Go through the lines below and transcribe each one exactly.

Dataset entries
= = = = =

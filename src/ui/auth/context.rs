//! Auth context for the component tree
//!
//! Wraps the [`SessionManager`] in reactive signals:
//! - `state` mirrors the manager's auth state
//! - `loading` and `error` track the last login / register attempt
//! - Client events (session expiry, failed requests) become toasts
//!
//! The manager and its listeners are not `Send`, so they live in local stored values
//! that are released when the providing owner is cleaned up.

use std::rc::Rc;

use leptos::prelude::*;

use crate::core::config::ClientConfig;
use crate::core::http::{ApiClient, ApiError, ClientEvent, GlooTransport, SESSION_EXPIRED_MESSAGE};
use crate::core::session::{AuthState, Credentials, Registration, Role, SessionManager, SessionStore, User};
use crate::core::subscription::Subscription;
use crate::ui::notifications::ToastManager;

/// Session manager type used by the app
pub type AppSession = SessionManager<GlooTransport>;

/// Auth context providing authentication state and actions
#[derive(Clone, Copy)]
pub struct AuthContext {
    /// Current authentication state
    pub state: RwSignal<AuthState>,
    /// Login / register request in flight
    pub loading: RwSignal<bool>,
    /// Error message from the last login / register attempt
    pub error: RwSignal<Option<String>>,
    /// Where to go after the session expired; consumed inside the router
    pub pending_redirect: RwSignal<Option<String>>,
    manager: StoredValue<AppSession, LocalStorage>,
}

impl AuthContext {
    pub fn is_authenticated(&self) -> bool {
        self.state.with(AuthState::is_authenticated)
    }

    pub fn user(&self) -> Option<User> {
        self.state.with(|state| state.user().cloned())
    }

    pub fn role(&self) -> Option<Role> {
        self.state.with(AuthState::role)
    }

    pub fn clear_error(&self) {
        self.error.set(None);
    }

    /// The shared session manager
    pub fn session(&self) -> AppSession {
        self.manager.get_value()
    }

    /// Shared API client for typed services
    pub fn client(&self) -> Rc<ApiClient<GlooTransport>> {
        self.manager.with_value(|manager| Rc::clone(manager.client()))
    }

    pub async fn login(&self, credentials: Credentials) -> Result<User, ApiError> {
        let manager = self.session();
        self.track(async move { manager.login(&credentials).await })
            .await
    }

    pub async fn register(&self, registration: Registration) -> Result<User, ApiError> {
        let manager = self.session();
        self.track(async move { manager.register(&registration).await })
            .await
    }

    /// Never fails; local session is always cleared
    pub async fn logout(&self) {
        self.session().logout().await;
    }

    async fn track(
        &self,
        attempt: impl std::future::Future<Output = Result<User, ApiError>>,
    ) -> Result<User, ApiError> {
        self.loading.set(true);
        self.error.set(None);

        let result = attempt.await;

        self.loading.set(false);
        if let Err(err) = &result {
            self.error.set(Some(err.user_message()));
        }
        result
    }
}

/// Provide auth context to the component tree
pub fn provide_auth_context(toasts: ToastManager) -> AuthContext {
    let config = ClientConfig::from_build_env();
    leptos::logging::log!("Creating session manager for {}", config.api_base_url);

    let client = ApiClient::new(GlooTransport, SessionStore::for_current_target(), config);
    let manager = SessionManager::new(Rc::new(client));

    // Unknown on both server and client so hydration matches; the guard shows a loader
    let state = RwSignal::new(AuthState::Unknown);
    let loading = RwSignal::new(false);
    let error = RwSignal::new(None::<String>);
    let pending_redirect = RwSignal::new(None::<String>);

    let subscriptions: Vec<Subscription> = vec![
        manager.subscribe(move |next| state.set(next.clone())),
        manager.client().subscribe(move |event| match event {
            ClientEvent::SessionExpired { redirect_to } => {
                toasts.warning("Session expired", SESSION_EXPIRED_MESSAGE);
                pending_redirect.set(Some(redirect_to.clone()));
            }
            ClientEvent::RequestFailed { message, .. } => {
                toasts.error("Request failed", message.clone());
            }
            ClientEvent::TokenRefreshed => {
                leptos::logging::log!("Access token refreshed");
            }
        }),
    ];
    let subscriptions = StoredValue::new_local(subscriptions);
    on_cleanup(move || {
        subscriptions.try_update_value(|subs| subs.clear());
    });

    let ctx = AuthContext {
        state,
        loading,
        error,
        pending_redirect,
        manager: StoredValue::new_local(manager),
    };

    // Validate the stored session once, after hydration (client-side only)
    #[cfg(feature = "hydrate")]
    {
        use leptos::task::spawn_local;

        Effect::new(move |_| {
            let manager = ctx.session();
            spawn_local(async move {
                manager.check_auth().await;
            });
        });
    }

    provide_context(ctx);
    ctx
}

/// Get auth context from the component tree
pub fn use_auth_context() -> AuthContext {
    expect_context::<AuthContext>()
}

= = = = =

* _RESULT OF THE EXERCISE_:
filename src/ui/auth/context.rs
//! Auth context for the component tree
//!
//! Wraps the [`SessionManager`] in reactive signals:
//! - `state` mirrors the manager's auth state
//! - `loading` and `error` track the last login / register attempt
//! - Client events (session expiry, failed requests) become toasts
//!
//! The manager and its listeners are not `Send`, so they live in local stored values
//! that are released when the providing owner is cleaned up.

use std::rc::Rc;

use leptos::prelude::*;

use crate::core::config::ClientConfig;
use crate::core::http::{ApiClient, ApiError, ClientEvent, GlooTransport, SESSION_EXPIRED_MESSAGE};
use crate::core::session::{AuthState, Credentials, Registration, Role, SessionManager, SessionStore, User};
use crate::core::subscription::Subscription;
use crate::ui::notifications::ToastManager;

/// Session manager type used by the app
pub type AppSession = SessionManager<GlooTransport>;

/// Auth context providing authentication state and actions
#[derive(Clone, Copy)]
pub struct AuthContext {
    /// Current authentication state
    pub state: RwSignal<AuthState>,
    /// Login / register request in flight
    pub loading: RwSignal<bool>,
    /// Error message from the last login / register attempt
    pub error: RwSignal<Option<String>>,
    /// Where to go after the session expired; consumed inside the router
    pub pending_redirect: RwSignal<Option<String>>,
    manager: StoredValue<AppSession, LocalStorage>,
}

impl AuthContext {
    pub fn is_authenticated(&self) -> bool {
        self.state.with(AuthState::is_authenticated)
    }

    pub fn user(&self) -> Option<User> {
        self.state.with(|state| state.user().cloned())
    }

    pub fn role(&self) -> Option<Role> {
        self.state.with(AuthState::role)
    }

    pub fn clear_error(&self) {
        self.error.set(None);
    }

    /// The shared session manager
    pub fn session(&self) -> AppSession {
        self.manager.get_value()
    }

    /// Shared API client for typed services
    pub fn client(&self) -> Rc<ApiClient<GlooTransport>> {
        self.manager.with_value(|manager| Rc::clone(manager.client()))
    }

    pub async fn login(&self, credentials: Credentials) -> Result<User, ApiError> {
        let manager = self.session();
        self.track(async move { manager.login(&credentials).await })
            .await
    }

    pub async fn register(&self, registration: Registration) -> Result<User, ApiError> {
        let manager = self.session();
        self.track(async move { manager.register(&registration).await })
            .await
    }

    /// Never fails; local session is always cleared
    pub async fn logout(&self) {
        self.session().logout().await;
    }

    async fn track(
        &self,
        attempt: impl std::future::Future<Output = Result<User, ApiError>>,
    ) -> Result<User, ApiError> {
        self.loading.set(true);
        self.error.set(None);

        let result = attempt.await;

        self.loading.set(false);
        if let Err(err) = &result {
            self.error.set(Some(err.user_message()));
        }
        result
    }
}

/// Provide auth context to the component tree
pub fn provide_auth_context(toasts: ToastManager) -> AuthContext {
    let config = ClientConfig::from_build_env();
    leptos::logging::log!("Creating session manager for {}", config.api_base_url);

    let client = ApiClient::new(GlooTransport, SessionStore::for_current_target(), config);
    let manager = SessionManager::new(Rc::new(client));

    // Unknown on both server and client so hydration matches; the guard shows a loader
    let state = RwSignal::new(AuthState::Unknown);
    let loading = RwSignal::new(false);
    let error = RwSignal::new(None::<String>);
    let pending_redirect = RwSignal::new(None::<String>);

    let subscriptions: Vec<Subscription> = vec![
        manager.subscribe(move |next| state.set(next.clone())),
        manager.client().subscribe(move |event| match event {
            ClientEvent::SessionExpired { redirect_to } => {
                toasts.warning("Session expired", SESSION_EXPIRED_MESSAGE);
                pending_redirect.set(Some(redirect_to.clone()));
            }
            ClientEvent::RequestFailed { message, .. } => {
                toasts.error("Request failed", message.clone());
            }
            ClientEvent::TokenRefreshed => {
                leptos::logging::log!("Access token refreshed");
            }
        }),
    ];
    let subscriptions = StoredValue::new_local(subscriptions);
    on_cleanup(move || {
        subscriptions.try_update_value(|subs| subs.clear());
    });

    let ctx = AuthContext {
        state,
        loading,
        error,
        pending_redirect,
        manager: StoredValue::new_local(manager),
    };

    // Validate the stored session once, after hydration (client-side only)
    #[cfg(feature = "hydrate")]
    {
        use leptos::task::spawn_local;

        Effect::new(move |_| {
            let manager = ctx.session();
            spawn_local(async move {
                manager.check_auth().await;
            });
        });
    }

    provide_context(ctx);
    ctx
}

/// Get auth context from the component tree
pub fn use_auth_context() -> AuthContext {
    expect_context::<AuthContext>()
}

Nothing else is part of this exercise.